I’ve been following Jeff Hawkins’ work for about ten years now. It was pivotal for me in many ways, and I’m immensely grateful to him, the team at Numenta, and the late Matt Taylor, for bringing this research to us mere mortals, asking these questions out in the open - and even letting us join the discussion in some capacity.
A software engineer by trade, thirteen years in total, with the past eight years in infrastructure (bare metal, clouds, architecture, many many things). It’s easier to count languages and platforms I haven’t worked with, but Python has been my main personal tool for anything moderately complex and up.
Meanwhile, I’ve also been fiercely skeptical of the situation around “AI” and its trajectory, as well as much of the ongoing research conducted in the field and motivations behind it, for many years now. Acknowledging that, and therefore to avoid any unnecessary friction, I’m going to deliberately avoid most theoretical/philosophical discussions here, focusing on the software side of things instead. This is where I feel I could positively contribute to the project the most.

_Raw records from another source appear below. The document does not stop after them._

use std::path::{Path, PathBuf};

use ndarray::prelude::*;
use rand::rngs::StdRng;
use rand::seq::SliceRandom;
use rand::SeedableRng;

use super::store::DatasetArrays;
use super::transforms::{Categorical, MeanRemoval, OutputType, Targets};
use super::{DatasetError, DatasetResult, Partition, Transform};

/// Read access to a database written by the builder.
///
/// The arrays are loaded into memory when the file is opened; `get` and
/// `generate_batches` copy the requested rows out as `f32`.
pub struct YouTubeFacesDB {
    filename: PathBuf,
    x: ArrayD<u8>,
    y: Array1<i32>,
    video: Array1<i32>,
    mean: ArrayD<f32>,
    labels: Vec<String>,

    mean_removal: bool,
    output_type: OutputType,

    indices: Vec<usize>,
    training_indices: Vec<usize>,
    validation_indices: Vec<usize>,
    test_indices: Vec<usize>,
    rng: StdRng,
}

impl YouTubeFacesDB {
    /// * `mean_removal`: subtract the mean image from every returned sample.
    /// * `output_type`: class indices, or one-hot vectors of `nb_classes` components.
    pub fn open(
        filename: impl AsRef<Path>,
        mean_removal: bool,
        output_type: OutputType,
    ) -> DatasetResult<Self> {
        let filename = filename.as_ref().to_path_buf();
        let DatasetArrays {
            x,
            y,
            video,
            labels,
            mean,
        } = DatasetArrays::read(&filename)?;

        let indices: Vec<usize> = (0..x.len_of(Axis(0))).collect();
        Ok(Self {
            filename,
            x,
            y,
            video,
            mean,
            labels,
            mean_removal,
            output_type,
            training_indices: indices.clone(),
            indices,
            validation_indices: Vec::new(),
            test_indices: Vec::new(),
            rng: StdRng::from_entropy(),
        })
    }

    /// Fixes the random source used by `split` and `generate_batches`.
    pub fn with_seed(mut self, seed: u64) -> Self {
        self.rng = StdRng::seed_from_u64(seed);
        self
    }

    pub fn filename(&self) -> &Path {
        &self.filename
    }

    pub fn nb_samples(&self) -> usize {
        self.indices.len()
    }

    /// Shape of one sample.
    pub fn input_dim(&self) -> &[usize] {
        &self.x.shape()[1..]
    }

    pub fn nb_classes(&self) -> usize {
        self.labels.len()
    }

    pub fn labels(&self) -> &[String] {
        &self.labels
    }

    pub fn label_name(&self, class: usize) -> Option<&str> {
        self.labels.get(class).map(String::as_str)
    }

    pub fn video(&self) -> ArrayView1<'_, i32> {
        self.video.view()
    }

    pub fn mean(&self) -> &ArrayD<f32> {
        &self.mean
    }

    pub fn nb_train(&self) -> usize {
        self.training_indices.len()
    }

    pub fn nb_val(&self) -> usize {
        self.validation_indices.len()
    }

    pub fn nb_test(&self) -> usize {
        self.test_indices.len()
    }

    pub fn partition_indices(&self, partition: Partition) -> &[usize] {
        match partition {
            Partition::Train => &self.training_indices,
            Partition::Val => &self.validation_indices,
            Partition::Test => &self.test_indices,
            Partition::All => &self.indices,
        }
    }

    pub fn partition_len(&self, partition: Partition) -> usize {
        self.partition_indices(partition).len()
    }

    /// Splits the rows into training, validation and test sets. Only the
    /// indices are stored; every call draws a fresh partition.
    pub fn split(&mut self, validation_size: f64, test_size: f64) -> DatasetResult<()> {
        let valid = |f: f64| (0.0..=1.0).contains(&f);
        if !valid(validation_size) || !valid(test_size) || validation_size + test_size > 1.0 {
            return Err(DatasetError::InvalidSplit {
                validation: validation_size,
                test: test_size,
            });
        }
        let nb_samples = self.nb_samples();
        let nb_val = (nb_samples as f64 * validation_size).floor() as usize;
        let nb_test = (nb_samples as f64 * test_size).floor() as usize;

        let mut indices = self.indices.clone();
        indices.shuffle(&mut self.rng);
        let mut rest = indices.split_off(nb_val);
        let mut training = rest.split_off(nb_test);
        indices.sort_unstable();
        rest.sort_unstable();
        training.sort_unstable();

        self.validation_indices = indices;
        self.test_indices = rest;
        self.training_indices = training;
        tracing::info!(
            "Training: {} ; Validation: {} ; Test: {} ; Total: {}",
            self.nb_train(),
            self.nb_val(),
            self.nb_test(),
            nb_samples
        );
        Ok(())
    }

    /// The whole partition as `(X, y)`.
    pub fn get(&self, partition: Partition) -> (ArrayD<f32>, Targets) {
        let (x, y) = match partition {
            Partition::All => (self.x.mapv(f32::from), self.y.clone()),
            _ => self.rows(self.partition_indices(partition)),
        };
        self.transform(x, y)
    }

    /// Like `get`, but an unknown partition name is reported and yields
    /// empty arrays.
    pub fn get_named(&self, partition: &str) -> (ArrayD<f32>, Targets) {
        match Partition::parse(partition) {
            Ok(p) => self.get(p),
            Err(e) => {
                tracing::error!("{e}");
                let (x, y) = self.rows(&[]);
                self.transform(x, y)
            }
        }
    }

    fn rows(&self, samples: &[usize]) -> (ArrayD<f32>, Array1<i32>) {
        if samples.is_empty() {
            let mut shape = vec![0];
            shape.extend_from_slice(self.input_dim());
            return (ArrayD::zeros(IxDyn(&shape)), Array1::zeros(0));
        }
        let x = self.x.select(Axis(0), samples).mapv(f32::from);
        let y = self.y.select(Axis(0), samples);
        (x, y)
    }

    /// Mean removal and target encoding, as configured at open time.
    pub fn transform(&self, x: ArrayD<f32>, y: Array1<i32>) -> (ArrayD<f32>, Targets) {
        let x = if self.mean_removal {
            MeanRemoval { mean: &self.mean }.transform(x)
        } else {
            x
        };
        let mut categorical = Categorical {
            output_type: self.output_type,
            nb_classes: self.nb_classes(),
        };
        (x, categorical.transform(y))
    }

    /// Minibatches of random samples of the partition, until it is fully seen.
    ///
    /// With `rest`, the samples left after the last full minibatch are sent
    /// as a final, smaller batch.
    pub fn generate_batches(
        &mut self,
        batch_size: usize,
        partition: Partition,
        rest: bool,
    ) -> DatasetResult<Batches<'_>> {
        if batch_size == 0 {
            return Err(DatasetError::InvalidBatchSize);
        }
        let mut indices = self.partition_indices(partition).to_vec();
        indices.shuffle(&mut self.rng);
        Ok(Batches {
            db: self,
            indices,
            batch_size,
            rest,
            pos: 0,
        })
    }

    /// Like `generate_batches`, but an unknown partition name is reported and
    /// yields no batches.
    pub fn generate_batches_named(
        &mut self,
        batch_size: usize,
        partition: &str,
        rest: bool,
    ) -> DatasetResult<Batches<'_>> {
        match Partition::parse(partition) {
            Ok(p) => self.generate_batches(batch_size, p, rest),
            Err(e) => {
                tracing::error!("{e}");
                if batch_size == 0 {
                    return Err(DatasetError::InvalidBatchSize);
                }
                Ok(Batches {
                    db: self,
                    indices: Vec::new(),
                    batch_size,
                    rest,
                    pos: 0,
                })
            }
        }
    }
}

/// Iterator over the minibatches of one pass through a partition.
pub struct Batches<'a> {
    db: &'a YouTubeFacesDB,
    indices: Vec<usize>,
    batch_size: usize,
    rest: bool,
    pos: usize,
}

impl Batches<'_> {
    fn remaining_batches(&self) -> usize {
        let left = self.indices.len() - self.pos;
        let full = left / self.batch_size;
        if self.rest && left % self.batch_size != 0 {
            full + 1
        } else {
            full
        }
    }
}

impl Iterator for Batches<'_> {
    type Item = (ArrayD<f32>, Targets);

    fn next(&mut self) -> Option<Self::Item> {
        let left = self.indices.len() - self.pos;
        if left == 0 || (left < self.batch_size && !self.rest) {
            return None;
        }
        let end = self.pos + left.min(self.batch_size);
        // each batch is read in ascending row order
        let mut samples = self.indices[self.pos..end].to_vec();
        samples.sort_unstable();
        self.pos = end;

        let (x, y) = self.db.rows(&samples);
        Some(self.db.transform(x, y))
    }

    fn size_hint(&self) -> (usize, Option<usize>) {
        let n = self.remaining_batches();
        (n, Some(n))
    }
}

impl ExactSizeIterator for Batches<'_> {}
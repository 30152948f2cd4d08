/// This module defines the YouTube Faces dataset logic: turning the raw frame
/// directories into a single array file, and reading that file back as
/// partitioned, batched arrays for a classifier.
///
/// The two halves only meet through the file written by `store`.
use std::path::PathBuf;
use std::str::FromStr;

use strum::{Display, EnumIter, EnumString};
use thiserror::Error;

pub mod builder;
pub mod data;
pub mod metadata;
pub mod reader;
pub mod store;
pub mod transforms;

pub type DatasetResult<T> = Result<T, DatasetError>;

#[derive(Debug, Error)]
pub enum DatasetError {
    #[error("{0} does not exist in the YouTube Faces database")]
    UnknownLabel(String),
    #[error("cannot select {requested} labels, only {available} exist")]
    TooManyLabels { requested: usize, available: usize },
    #[error("could not read {path}: {reason}")]
    Metadata { path: PathBuf, reason: String },
    #[error("no video index in frame path {0}")]
    VideoIndex(String),
    #[error("image decode error at {path}: {source}")]
    Image {
        path: PathBuf,
        #[source]
        source: image::ImageError,
    },
    #[error("io error at {path}: {source}")]
    Io {
        path: PathBuf,
        #[source]
        source: std::io::Error,
    },
    #[error(transparent)]
    ReadNpz(#[from] ndarray_npy::ReadNpzError),
    #[error(transparent)]
    WriteNpz(#[from] ndarray_npy::WriteNpzError),
    #[error(transparent)]
    Shape(#[from] ndarray::ShapeError),
    #[error("array {0} is missing from the database")]
    MissingArray(&'static str),
    #[error("corrupt database: {0}")]
    Corrupt(String),
    #[error("the partition must be in ['train', 'val', 'test', 'all'], got {0:?}")]
    UnknownPartition(String),
    #[error("output_type must be in ['integer', 'vector'], got {0:?}")]
    UnknownOutputType(String),
    #[error("invalid split: validation {validation}, test {test}")]
    InvalidSplit { validation: f64, test: f64 },
    #[error("batch size cannot be zero")]
    InvalidBatchSize,
}

/// Named subsets of the sample rows.
#[derive(Clone, Copy, Debug, PartialEq, Eq, Hash, EnumIter, EnumString, Display)]
#[strum(serialize_all = "lowercase")]
pub enum Partition {
    Train,
    Val,
    Test,
    All,
}

impl Partition {
    pub fn parse(name: &str) -> DatasetResult<Self> {
        Partition::from_str(name).map_err(|_| DatasetError::UnknownPartition(name.to_string()))
    }
}

pub trait Transform<In, Out> {
    fn transform(&mut self, x: In) -> Out;
}

#[cfg(test)]
mod test {
    use super::*;
    use strum::IntoEnumIterator;

    #[test]
    fn partition_names() {
        for p in Partition::iter() {
            assert_eq!(Partition::parse(&p.to_string()).unwrap(), p);
        }
        assert_eq!(Partition::parse("val").unwrap(), Partition::Val);
        assert!(matches!(
            Partition::parse("validation"),
            Err(DatasetError::UnknownPartition(name)) if name == "validation"
        ));
    }
}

Currently I’m finishing up a major activity at my daily job. Once it’s done, I’ll be able to dedicate more of my time and brain power to Monty, which I’m quite looking forward to. While I categorically disagree with the project’s long term goals, I can definitely get behind the short term ones, where Monty becomes a packaged piece of software available to people to fiddle around with. This reminds me very much of Processing, which was huge back in the day - thanks to how accessible, yet powerful, it was. There was, and still is, a community, a library, etc. Shadertoy is another good example. This is close to how I see what Monty could become, at least in one of its first iterations.